Sunday, 22 January 2012

Challenging our priorities


There was a film back in the 1980s called Brewster’s Millions.  It was about a man who was given an inheritance which even without allowing for inflation would still make the Euromillions jackpot look small.  But there is a condition.  If he can spend $30m in 30 days and not gain any possessions he will inherit $300m.  Option B is to just take a $1m.  I can’t remember the full details of the film now, but it’s a comedy and things go from crazy to mad.  It is very hard to spend money on that scale and not gain any possessions.  You can give it away very easily and ‘buy’ untold benefits for lots of people – no doubt we can all think of plenty of good causes who would benefit from such a fortune – but that’s not what was intended.  The strange thing about money is that the more you have the more you gain and the less you have even what you have can be taken away from you, we get caught in a poverty trap.
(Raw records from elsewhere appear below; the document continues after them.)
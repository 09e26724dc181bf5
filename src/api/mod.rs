pub mod client;
pub mod error;
pub mod types;

pub use client::{ArenaClient, ByteStream, DEFAULT_API_BASE, StreamRequest, WorkflowBackend};
pub use error::{ApiError, UNREACHABLE_DETAIL};
pub use types::{
    Evaluation, Evaluations, RefineRequest, RefineResponse, RefinedState, TestRequest,
    TestResponse, Variant,
};
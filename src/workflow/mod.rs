//! The workflow orchestrator: snapshot model, pure transition rules, and the
//! store that drives them from stream events and request results.

mod machine;
mod record;
mod state;
mod store;

pub use machine::{CONNECTION_LOST, Transition, WorkflowMachine};
pub use record::SessionRecord;
pub use state::{ActiveTab, Message, Role, WorkflowSnapshot, WorkflowStatus};
pub use store::WorkflowStore;
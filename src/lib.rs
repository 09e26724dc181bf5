//! Client-side engine for a prompt-engineering service: a streamed,
//! multi-turn workflow store and a countdown retry controller.

pub mod api;
pub mod config;
pub mod error;
pub mod logging;
pub mod retry;
pub mod stream;
pub mod workflow;

pub use error::{ArenaError, Result};
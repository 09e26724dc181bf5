use std::collections::BTreeMap;
use std::fmt;

use serde::{Deserialize, Serialize};

use crate::api::{Evaluations, Variant};

/// The phases of a prompt workflow.
///
/// idle → clarifying → (generating | evaluating)* → completed, with `error`
/// reachable from any active phase.
#[derive(Debug, Clone, Copy, PartialEq, Eq, Default, Serialize, Deserialize)]
#[serde(rename_all = "lowercase")]
pub enum WorkflowStatus {
    #[default]
    Idle,
    Clarifying,
    Generating,
    Evaluating,
    Completed,
    Error,
}

impl WorkflowStatus {
    /// Map a server phase label from a `status` event.
    pub fn from_server_phase(label: &str) -> Self {
        match label {
            "generate" => WorkflowStatus::Generating,
            "evaluate" => WorkflowStatus::Evaluating,
            _ => WorkflowStatus::Clarifying,
        }
    }
}

impl fmt::Display for WorkflowStatus {
    fn fmt(&self, f: &mut fmt::Formatter<'_>) -> fmt::Result {
        match self {
            WorkflowStatus::Idle => write!(f, "idle"),
            WorkflowStatus::Clarifying => write!(f, "clarifying"),
            WorkflowStatus::Generating => write!(f, "generating"),
            WorkflowStatus::Evaluating => write!(f, "evaluating"),
            WorkflowStatus::Completed => write!(f, "completed"),
            WorkflowStatus::Error => write!(f, "error"),
        }
    }
}

#[derive(Debug, Clone, Copy, PartialEq, Eq, Serialize, Deserialize)]
#[serde(rename_all = "lowercase")]
pub enum Role {
    User,
    Assistant,
}

/// One transcript entry.
#[derive(Debug, Clone, PartialEq, Eq, Serialize, Deserialize)]
pub struct Message {
    pub role: Role,
    pub content: String,
}

impl Message {
    pub fn user(content: impl Into<String>) -> Self {
        Self {
            role: Role::User,
            content: content.into(),
        }
    }

    pub fn assistant(content: impl Into<String>) -> Self {
        Self {
            role: Role::Assistant,
            content: content.into(),
        }
    }
}

/// Which view the presentation layer should show.
#[derive(Debug, Clone, Copy, PartialEq, Eq, Default, Serialize, Deserialize)]
#[serde(rename_all = "lowercase")]
pub enum ActiveTab {
    #[default]
    Chat,
    Arena,
}

/// Everything a reader may observe. Published as a whole on every change.
#[derive(Debug, Clone, PartialEq, Default, Serialize, Deserialize)]
pub struct WorkflowSnapshot {
    pub thread_id: Option<String>,
    pub status: WorkflowStatus,
    pub messages: Vec<Message>,
    pub variants: Vec<Variant>,
    pub evaluations: Evaluations,
    pub questions: Vec<String>,
    pub streaming_buffer: String,
    pub error: Option<String>,
    pub active_tab: ActiveTab,
    pub test_results: BTreeMap<String, String>,
    pub is_testing: bool,
    pub is_refining: bool,
    pub is_streaming: bool,
}

impl WorkflowSnapshot {
    pub fn last_message(&self) -> Option<&Message> {
        self.messages.last()
    }
}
This came to mind when I read the words in the epistle reading, from 1 Corinthians (7:29-31).  Here Paul is struggling with explaining where our priorities are to be.  He puts it in a series of odd sounding opposites.  Among them is ‘let those who buy be as though they had no possessions’ (v30b).  Those who mourn are to be as though they are not mourning and just when you’ve cheered up, those who rejoice as though they are not rejoicing.  The even odder one is those who are married are to be as though they are not.  That could get you into all sorts of trouble if taken too literally.

Paul’s point is that no emotional state at the moment is the last word on who we are or where we are.  The concerns of the day, while they matter, are part of a passing order and ahead of us lies a kingdom that is eternal and deserves our true allegiance, when the chips are down.  Paul is calling for us to restore our sense of perspective and the irony is that when we do that it has some very earthly spin off benefits.

We are in danger of being obsessed by money and the lack of it.  Things are tight for many of us.  Pay freezes, or increases which don’t match inflation; the cost of essentials rising beyond what is sustainable; we may well feel poorer.  To add insult to injury the news is focused on bosses’ bonuses enticing the green-eyed monster from his lair within us.  Paul is actually asking us a fundamental question.  Do you have enough and before you answer, how are you deciding what is enough?  The spin off benefit is that we don’t get envious because these things are not to be what defines who we are; we refuse to play the game.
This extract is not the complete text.